Überwachung von On-Premises- und Multi-Cloud-KI-Agenten mit AgentCore Observability
Quelle: AWS AI Blog
Systemarchitektur und Schnittstellen
AWS hat die Observability-Funktionen von Amazon Bedrock AgentCore erweitert. Die Erweiterung ermöglicht die Überwachung von KI-Agenten, die außerhalb der AWS Cloud in On-Premises-Umgebungen sowie auf Plattformen wie Google Cloud Platform und Microsoft Azure ausgeführt werden.
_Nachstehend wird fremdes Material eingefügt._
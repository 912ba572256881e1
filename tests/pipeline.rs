use std::fs;
use std::io::Write;
use std::path::Path;

use bangla_news_eda::config::PipelineConfig;
use bangla_news_eda::eda::{self, CLEANED_CSV, REPORT_JSON};
use bangla_news_eda::text::CleaningPipeline;
use tempfile::tempdir;

const PRIMARY: &str = r#"[
    {"content": "ক্রিকেট দল জয়", "category": "sports", "published_date": "৫ মে ২০২২, ১০:৩০", "author": "ক"},
    {"content": "ক্রিকেট দল জয়", "category": "sports", "published_date": "৬ মে ২০২২"},
    {"content": "রান্না রেসিপি মসলা", "category": "life-style", "published_date": "আপডেট: ১২ জানুয়ারি ২০২১"},
    {"content": "নির্বাচন সংসদ", "category": "bangladesh"},
    {"content": null, "category": "sports"}
]"#;

const SECONDARY: &str = "content,category,author
ফুটবল গোল ম্যাচ,sports,খ
নির্বাচন ভোট,politics,
,politics,গ
";

fn write_file(path: &Path, contents: &str) {
    let mut file = fs::File::create(path).unwrap();
    file.write_all(contents.as_bytes()).unwrap();
}

fn config(dir: &Path) -> PipelineConfig {
    let dataset1 = dir.join("newspaper.json");
    let dataset2 = dir.join("articles.csv");
    write_file(&dataset1, PRIMARY);
    write_file(&dataset2, SECONDARY);

    PipelineConfig {
        dataset1,
        dataset2,
        target_size: 1,
        output_dir: dir.join("output"),
        ..PipelineConfig::default()
    }
}

#[test]
fn test_load_corpus() {
    let dir = tempdir().unwrap();
    let corpus = eda::load_corpus(&config(dir.path())).unwrap();

    let merged: Vec<(&str, &str)> = corpus
        .merged
        .iter()
        .map(|a| (a.content.as_str(), a.category.as_str()))
        .collect();
    assert_eq!(
        merged,
        vec![
            ("ক্রিকেট দল জয়", "sports"),
            ("রান্না রেসিপি মসলা", "lifestyle"),
            ("ফুটবল গোল ম্যাচ", "sports"),
            ("নির্বাচন ভোট", "politics"),
        ]
    );

    // One article per category, the last sports row survives.
    assert_eq!(corpus.balanced.len(), 3);
    assert!(corpus
        .balanced
        .iter()
        .any(|a| a.content == "ফুটবল গোল ম্যাচ"));
    assert!(!corpus.balanced.iter().any(|a| a.content == "ক্রিকেট দল জয়"));
}

#[test]
fn test_full_run() {
    let dir = tempdir().unwrap();
    let config = config(dir.path());
    let corpus = eda::load_corpus(&config).unwrap();
    let analysis = eda::analyze(&corpus, &CleaningPipeline::default(), &config);
    let report = &analysis.report;

    let before: Vec<(&str, usize)> = report
        .counts_before_balancing
        .iter()
        .map(|c| (c.category.as_str(), c.count))
        .collect();
    assert_eq!(before, vec![("sports", 2), ("lifestyle", 1), ("politics", 1)]);

    let sports: Vec<&str> = report.top_words["sports"]
        .iter()
        .map(|t| t.term.as_str())
        .collect();
    assert_eq!(sports, vec!["ফুটবল", "গোল", "ম্যাচ"]);
    assert_eq!(report.top_bigrams["lifestyle"][0].term, "রান্না রেসিপি");

    assert_eq!(report.dates.parsed, 2);
    assert_eq!(report.dates.unparsed, 2);
    assert!(report.dates.unparsed_samples.is_empty());

    let (csv_path, json_path) = eda::write_outputs(&analysis, &config).unwrap();
    assert_eq!(csv_path, config.output_dir.join(CLEANED_CSV));
    assert_eq!(json_path, config.output_dir.join(REPORT_JSON));

    let csv = fs::read_to_string(&csv_path).unwrap();
    assert_eq!(csv.lines().count(), 4);

    let json: serde_json::Value =
        serde_json::from_str(&fs::read_to_string(&json_path).unwrap()).unwrap();
    assert_eq!(json["dates"]["parsed"], 2);
    assert_eq!(json["top_words"]["sports"][0]["term"], "ফুটবল");
    assert_eq!(json["dates"]["summary"]["per_year"]["2021"], 1);
}

#[test]
fn test_missing_dataset_is_an_error() {
    let dir = tempdir().unwrap();
    let config = PipelineConfig {
        dataset1: dir.path().join("missing.json"),
        ..PipelineConfig::default()
    };

    let err = eda::load_corpus(&config).unwrap_err();
    assert!(format!("{:#}", err).contains("missing.json"));
}
//! Output surfaces handed to downstream display: a JSON analysis report, the
//! cleaned corpus as CSV, and console tables.

pub mod console;

use anyhow::{Context, Result};
use serde::Serialize;
use std::collections::BTreeMap;
use std::fs::{self, File};
use std::path::Path;
use tracing::info;

use crate::analysis::{DatePartition, FrequencyAnalyzer, TemporalSummary, TermCount};
use crate::dataset::CategoryCount;
use crate::text::CleanedArticle;

/// Example words kept per category in the exclusive-word listing.
pub const EXCLUSIVE_SAMPLE_SIZE: usize = 20;
/// Distinct unparsed date strings kept in the report.
pub const UNPARSED_SAMPLE_SIZE: usize = 50;

#[derive(Debug, Clone, Serialize)]
pub struct ExclusiveWords {
    pub category: String,
    pub count: usize,
    pub sample: Vec<String>,
}

/// Exclusive-word counts and sorted samples for every analyzed category.
pub fn exclusive_words(analyzer: &FrequencyAnalyzer) -> Vec<ExclusiveWords> {
    analyzer
        .category_exclusive_words(analyzer.categories())
        .into_iter()
        .map(|(category, words)| ExclusiveWords {
            category,
            count: words.len(),
            sample: words.into_iter().take(EXCLUSIVE_SAMPLE_SIZE).collect(),
        })
        .collect()
}

#[derive(Debug, Clone, Serialize)]
pub struct DateReport {
    pub parsed: usize,
    pub unparsed: usize,
    pub unparsed_formats: usize,
    pub unparsed_samples: Vec<String>,
    pub summary: TemporalSummary,
}

impl DateReport {
    pub fn from_partition(partition: &DatePartition) -> Self {
        DateReport {
            parsed: partition.parsed.len(),
            unparsed: partition.unparsed_count,
            unparsed_formats: partition.unparsed_formats.len(),
            unparsed_samples: partition
                .unparsed_formats
                .iter()
                .take(UNPARSED_SAMPLE_SIZE)
                .cloned()
                .collect(),
            summary: TemporalSummary::from_articles(&partition.parsed),
        }
    }
}

/// Everything the dashboard shows, in one serializable document.
#[derive(Debug, Clone, Serialize)]
pub struct AnalysisReport {
    pub generated_at: String,
    pub counts_before_balancing: Vec<CategoryCount>,
    pub counts_after_balancing: Vec<CategoryCount>,
    pub top_words: BTreeMap<String, Vec<TermCount>>,
    pub top_bigrams: BTreeMap<String, Vec<TermCount>>,
    pub exclusive_words: Vec<ExclusiveWords>,
    pub dates: DateReport,
}

impl AnalysisReport {
    pub fn new(
        counts_before_balancing: Vec<CategoryCount>,
        counts_after_balancing: Vec<CategoryCount>,
        analyzer: &FrequencyAnalyzer,
        top_words: usize,
        top_bigrams: usize,
        partition: &DatePartition,
    ) -> Self {
        let categories = analyzer.categories();

        let top_words = categories
            .iter()
            .map(|c| (c.clone(), analyzer.top_unigrams(c, top_words)))
            .collect();
        let top_bigrams = categories
            .iter()
            .map(|c| (c.clone(), analyzer.top_bigrams(c, top_bigrams)))
            .collect();

        AnalysisReport {
            generated_at: chrono::Local::now().to_rfc3339(),
            counts_before_balancing,
            counts_after_balancing,
            top_words,
            top_bigrams,
            exclusive_words: exclusive_words(analyzer),
            dates: DateReport::from_partition(partition),
        }
    }
}

fn create_parent_dir(path: &Path) -> Result<()> {
    if let Some(parent) = path.parent().filter(|p| !p.as_os_str().is_empty()) {
        fs::create_dir_all(parent)
            .with_context(|| format!("Failed to create directory: {:?}", parent))?;
    }
    Ok(())
}

/// Write any serializable report as pretty JSON, creating parent directories.
pub fn write_json<T: Serialize, P: AsRef<Path>>(report: &T, path: P) -> Result<()> {
    let path = path.as_ref();
    create_parent_dir(path)?;

    let file = File::create(path).with_context(|| format!("Failed to create file: {:?}", path))?;
    serde_json::to_writer_pretty(file, report)
        .with_context(|| format!("Failed to write JSON report: {:?}", path))?;

    info!("Wrote JSON report to {:?}", path);
    Ok(())
}

#[derive(Serialize)]
struct CleanedRow<'a> {
    content: &'a str,
    category: &'a str,
    cleaned_content: &'a str,
    token_list: String,
}

/// Write the cleaned corpus with columns content, category, cleaned_content,
/// token_list (tokens space-joined).
pub fn write_cleaned_csv<P: AsRef<Path>>(cleaned: &[CleanedArticle], path: P) -> Result<()> {
    let path = path.as_ref();
    create_parent_dir(path)?;

    let mut writer = csv::Writer::from_path(path)
        .with_context(|| format!("Failed to create file: {:?}", path))?;
    for article in cleaned {
        writer.serialize(CleanedRow {
            content: &article.content,
            category: &article.category,
            cleaned_content: &article.cleaned_content,
            token_list: article.token_list.join(" "),
        })?;
    }
    writer.flush()?;

    info!("Wrote {} cleaned articles to {:?}", cleaned.len(), path);
    Ok(())
}
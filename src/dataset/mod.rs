//! Dataset ingestion: loading the two raw dataset shapes, cleaning, merging
//! and class balancing.

mod balance;
mod cleaning;
mod loader;
mod types;

pub use self::balance::{balance, DEFAULT_SEED, DEFAULT_TARGET_SIZE};
pub use self::cleaning::{
    category_counts, clean_primary, clean_secondary, merge, DEFAULT_EXCLUDED_CATEGORIES,
};
pub use self::loader::{load_csv, load_json_records, read_csv, read_json_records};
pub use self::types::*;

pub const TARGET_DATASET: &str = "dataset";
//! Joint presence of pupil and tutor inside a lesson
//!
//! Wires the keyed input through [`normalize`] and [`accumulate`]. This is the
//! only place that knows about the `lesson`/`pupil`/`tutor` keys.

use crate::error::{PresenceError, Result};
use crate::interval::{BoundingInterval, RawIntervalSet};
use crate::normalize::normalize;
use crate::overlap::{accumulate, intersect};
use crate::report::PresenceReport;
use std::collections::BTreeMap;

/// Keyed timestamp sequences as they arrive from callers
pub type IntervalMap = BTreeMap<String, Vec<u64>>;

pub const LESSON_KEY: &str = "lesson";
pub const PUPIL_KEY: &str = "pupil";
pub const TUTOR_KEY: &str = "tutor";

/// Validated view over an [`IntervalMap`]
#[derive(Debug, Clone, Copy, PartialEq, Eq)]
pub struct PresenceInput<'a> {
    pub lesson: BoundingInterval,
    pub pupil: RawIntervalSet<'a>,
    pub tutor: RawIntervalSet<'a>,
}

impl<'a> PresenceInput<'a> {
    /// Look up and validate the three required keys
    ///
    /// Presence of `lesson`, `pupil`, `tutor` is checked in that order before
    /// any value is validated; unknown keys are ignored.
    pub fn from_map(intervals: &'a IntervalMap) -> Result<Self> {
        let lesson = require(intervals, LESSON_KEY)?;
        let pupil = require(intervals, PUPIL_KEY)?;
        let tutor = require(intervals, TUTOR_KEY)?;

        Ok(Self {
            lesson: BoundingInterval::from_slice(lesson)?,
            pupil: RawIntervalSet::new(pupil)?,
            tutor: RawIntervalSet::new(tutor)?,
        })
    }
}

fn require<'a>(intervals: &'a IntervalMap, key: &str) -> Result<&'a [u64]> {
    intervals
        .get(key)
        .map(Vec::as_slice)
        .ok_or_else(|| PresenceError::MissingKey(key.to_string()))
}

/// Total time pupil and tutor were both present during the lesson
///
/// # Example
/// ```
/// use copresence::{compute_total_presence, IntervalMap};
///
/// let mut intervals = IntervalMap::new();
/// intervals.insert("lesson".into(), vec![100, 200]);
/// intervals.insert("pupil".into(), vec![50, 150, 180, 250]);
/// intervals.insert("tutor".into(), vec![80, 120, 160, 220]);
///
/// assert_eq!(compute_total_presence(&intervals).unwrap(), 40);
/// ```
pub fn compute_total_presence(intervals: &IntervalMap) -> Result<u64> {
    let input = PresenceInput::from_map(intervals)?;

    let pupil = normalize(input.pupil, input.lesson);
    let tutor = normalize(input.tutor, input.lesson);
    let total = accumulate(&pupil, &tutor);

    tracing::debug!(lesson = %input.lesson, total, "computed joint presence");
    Ok(total)
}

/// Same pipeline as [`compute_total_presence`], keeping the intermediates
pub fn analyze(intervals: &IntervalMap) -> Result<PresenceReport> {
    let input = PresenceInput::from_map(intervals)?;

    let pupil = normalize(input.pupil, input.lesson);
    let tutor = normalize(input.tutor, input.lesson);
    let joint = intersect(&pupil, &tutor);

    let report = PresenceReport::new(input.lesson, pupil, tutor, joint);
    tracing::debug!(
        lesson = %report.lesson,
        pupil_presence = report.pupil_presence,
        tutor_presence = report.tutor_presence,
        total = report.total,
        "analyzed joint presence"
    );
    Ok(report)
}
//! Scenario tests for joint presence
//!
//! Each case is a lesson window with pupil and tutor timestamps and the
//! expected time both were present.

use copresence::{compute_total_presence, IntervalMap, PresenceError};

fn intervals(lesson: &[u64], pupil: &[u64], tutor: &[u64]) -> IntervalMap {
    let mut map = IntervalMap::new();
    map.insert("lesson".to_string(), lesson.to_vec());
    map.insert("pupil".to_string(), pupil.to_vec());
    map.insert("tutor".to_string(), tutor.to_vec());
    map
}

fn presence(lesson: &[u64], pupil: &[u64], tutor: &[u64]) -> u64 {
    compute_total_presence(&intervals(lesson, pupil, tutor)).unwrap()
}

#[test]
fn test_basic_case() {
    assert_eq!(
        presence(&[100, 200], &[50, 150, 180, 250], &[80, 120, 160, 220]),
        40
    );
}

#[test]
fn test_all_outside_lesson() {
    assert_eq!(
        presence(&[100, 200], &[50, 90, 210, 250], &[80, 99, 201, 220]),
        0
    );
}

#[test]
fn test_touching_pupil_spans_merge() {
    assert_eq!(presence(&[100, 200], &[100, 150, 150, 200], &[100, 200]), 100);
}

#[test]
fn test_touching_across_participants_is_zero() {
    assert_eq!(presence(&[100, 200], &[80, 150], &[150, 250]), 0);
}

#[test]
fn test_empty_pupil() {
    assert_eq!(presence(&[100, 200], &[], &[150, 180]), 0);
}

#[test]
fn test_multiple_intervals() {
    assert_eq!(
        presence(
            &[100, 500],
            &[50, 150, 200, 300, 400, 550],
            &[120, 180, 250, 350, 450, 600]
        ),
        130
    );
}

#[test]
fn test_completely_inside() {
    assert_eq!(presence(&[100, 200], &[120, 180], &[110, 190]), 60);
}

#[test]
fn test_recorded_lesson_fragmented_pupil() {
    assert_eq!(
        presence(
            &[1594663200, 1594666800],
            &[1594663340, 1594663389, 1594663390, 1594663395, 1594663396, 1594666472],
            &[1594663290, 1594663430, 1594663443, 1594666473],
        ),
        3117
    );
}

#[test]
fn test_recorded_lesson_overlapping_reconnects() {
    assert_eq!(
        presence(
            &[1594702800, 1594706400],
            &[
                1594702789, 1594704500, 1594702807, 1594704542, 1594704512, 1594704513,
                1594704564, 1594705150, 1594704581, 1594704582, 1594704734, 1594705009,
                1594705095, 1594705096, 1594705106, 1594706480, 1594705158, 1594705773,
                1594705849, 1594706480, 1594706500, 1594706875, 1594706502, 1594706503,
                1594706524, 1594706524, 1594706579, 1594706641,
            ],
            &[1594700035, 1594700364, 1594702749, 1594705148, 1594705149, 1594706463],
        ),
        3577
    );
}

#[test]
fn test_recorded_lesson_overrun() {
    assert_eq!(
        presence(
            &[1594692000, 1594695600],
            &[1594692033, 1594696347],
            &[1594692017, 1594692066, 1594692068, 1594696341],
        ),
        3565
    );
}

#[test]
fn test_missing_lesson_is_error() {
    let mut map = intervals(&[100, 200], &[100, 200], &[100, 200]);
    map.remove("lesson");

    assert_eq!(
        compute_total_presence(&map),
        Err(PresenceError::MissingKey("lesson".to_string()))
    );
}

#[test]
fn test_malformed_inputs_are_errors() {
    let cases = [
        intervals(&[100, 200], &[100], &[]),
        intervals(&[100], &[], &[]),
        intervals(&[300, 200], &[], &[]),
        intervals(&[100, 200], &[], &[180, 120]),
    ];

    for map in &cases {
        assert!(
            matches!(
                compute_total_presence(map),
                Err(PresenceError::InvalidInput(_))
            ),
            "expected invalid input for {:?}",
            map
        );
    }
}
//! Two-pointer overlap sweep
//!
//! Both inputs are sorted and disjoint, so a single forward pass that always
//! advances the list whose current span ends first visits every pair of spans
//! that can intersect exactly once.

use crate::interval::{Interval, NormalizedIntervalList};
use std::iter::FusedIterator;

/// Iterator over the joint spans of two normalized lists
///
/// Yields only positive-length intersections, in ascending order.
#[derive(Debug, Clone)]
pub struct OverlapSweep<'a> {
    a: &'a [Interval],
    b: &'a [Interval],
    i: usize,
    j: usize,
}

impl<'a> OverlapSweep<'a> {
    pub fn new(a: &'a NormalizedIntervalList, b: &'a NormalizedIntervalList) -> Self {
        Self {
            a: a.as_slice(),
            b: b.as_slice(),
            i: 0,
            j: 0,
        }
    }
}

impl Iterator for OverlapSweep<'_> {
    type Item = Interval;

    fn next(&mut self) -> Option<Self::Item> {
        while let (Some(cur_a), Some(cur_b)) = (self.a.get(self.i), self.b.get(self.j)) {
            let overlap = cur_a.intersection(*cur_b);

            // Equal ends advance B
            if cur_a.end() < cur_b.end() {
                self.i += 1;
            } else {
                self.j += 1;
            }

            if overlap.is_some() {
                return overlap;
            }
        }
        None
    }

    fn size_hint(&self) -> (usize, Option<usize>) {
        let remaining = (self.a.len() - self.i) + (self.b.len() - self.j);
        (0, Some(remaining))
    }
}

impl FusedIterator for OverlapSweep<'_> {}

/// Total time both lists cover simultaneously
///
/// # Example
/// ```
/// use copresence::{accumulate, normalize, BoundingInterval, RawIntervalSet};
///
/// let bound = BoundingInterval::new(100, 200).unwrap();
/// let pupil = normalize(RawIntervalSet::new(&[50, 150, 180, 250]).unwrap(), bound);
/// let tutor = normalize(RawIntervalSet::new(&[80, 120, 160, 220]).unwrap(), bound);
///
/// assert_eq!(accumulate(&pupil, &tutor), 40);
/// ```
pub fn accumulate(a: &NormalizedIntervalList, b: &NormalizedIntervalList) -> u64 {
    OverlapSweep::new(a, b).map(|iv| iv.duration()).sum()
}

/// Joint spans of two lists, sorted and disjoint
pub fn intersect(a: &NormalizedIntervalList, b: &NormalizedIntervalList) -> Vec<Interval> {
    OverlapSweep::new(a, b).collect()
}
Amazon Bedrock AgentCore dient als Plattform zur Erstellung, Bereitstellung und zum Betrieb von KI-Agenten. Sie unterstützt verschiedene Frameworks wie LangGraph, CrewAI und Strands Agents sowie unterschiedliche Modelle. Die Plattform wurde 2025 zunächst als Vorschau und später allgemein verfügbar gemacht.
AgentCore Observability als zentrale Beobachtungsschicht
AgentCore Observability ist integraler Bestandteil der Plattform. Sie liefert Tracing-, Überwachungs- und Analysefunktionen über Amazon CloudWatch-Dashboards. Dargestellt werden Metriken wie Token-Nutzung, Latenz, Sitzungsdauer und Fehlerraten.
Technische Fundierung durch OpenTelemetry
Die Erweiterung auf externe Umgebungen basiert auf der AWS Distro for OpenTelemetry (ADOT). ADOT ist eine von AWS optimierte Distribution des CNCF-Projekts OpenTelemetry. Sie auto-instrumentiert Agenten-Frameworks, erfasst Spans nach den OpenTelemetry Generative AI Semantic Conventions und exportiert die Telemetriedaten direkt an den Amazon CloudWatch OTLP-Endpunkt. Die Authentifizierung erfolgt über SigV4 mit IAM-Anmeldeinformationen.
Entwickler erhalten dadurch Einblicke in Argumentationsketten, Tool-Aufrufe und Modellausgaben. Dies unterstützt die Erkennung von Halluzinationen, die Überwachung unangemessener Antworten sowie die Kontrolle der Token-Nutzung.
Implementierung in heterogenen Umgebungen
Für den Betrieb in Nicht-AWS-Umgebungen sind ADOT Auto-Instrumentation, geeignete IAM-Anmeldeinformationen und spezifische OpenTelemetry-Umgebungsvariablen erforderlich. Die Lösung wurde in simulierten On-Premises-Umgebungen und auf Google Cloud Shell validiert.
Agenten, die direkt auf der AgentCore Runtime laufen, erhalten eine automatische Observability-Konfiguration. Externe Agenten erfordern manuelle Einrichtung der OpenTelemetry-Variablen und die Verwendung von IAM-Zugriffsschlüsseln oder IAM Roles Anywhere.
Best Practices für strukturelle Integrität
Empfohlen werden konsistente Benennung von Agenten, regelmäßige Rotation von Anmeldeinformationen und die Nutzung von IAM Roles Anywhere in Produktionsumgebungen. Python 3.10 oder höher sowie ausgehender HTTPS-Zugriff auf AWS-Endpunkte sind Voraussetzungen.
FAQ
Welche Umgebungen werden durch die Erweiterung von AgentCore Observability abgedeckt?
Die Erweiterung ermöglicht die Überwachung von KI-Agenten in On-Premises-Umgebungen sowie auf Google Cloud Platform und Microsoft Azure neben der AWS Cloud.
Welche Technologie ermöglicht die Telemetrie-Erfassung in externen Umgebungen?
Die AWS Distro for OpenTelemetry (ADOT) in Kombination mit den OpenTelemetry Generative AI Semantic Conventions.
Welche Vorteile bietet die zentrale Observability über Cloud-Grenzen hinweg?
Einheitliche Einblicke in Argumentationsketten, Tool-Aufrufe, Modellausgaben, Halluzinationen und Token-Nutzung über alle Umgebungen hinweg innerhalb eines CloudWatch-Dashboards.
Unterscheidet sich die Konfiguration zwischen AgentCore Runtime und externen Agenten?
Ja. Agenten auf der AgentCore Runtime erhalten automatische Observability und IAM-Rollenmanagement. Externe Agenten erfordern manuelle Konfiguration von OpenTelemetry und IAM-Anmeldeinformationen.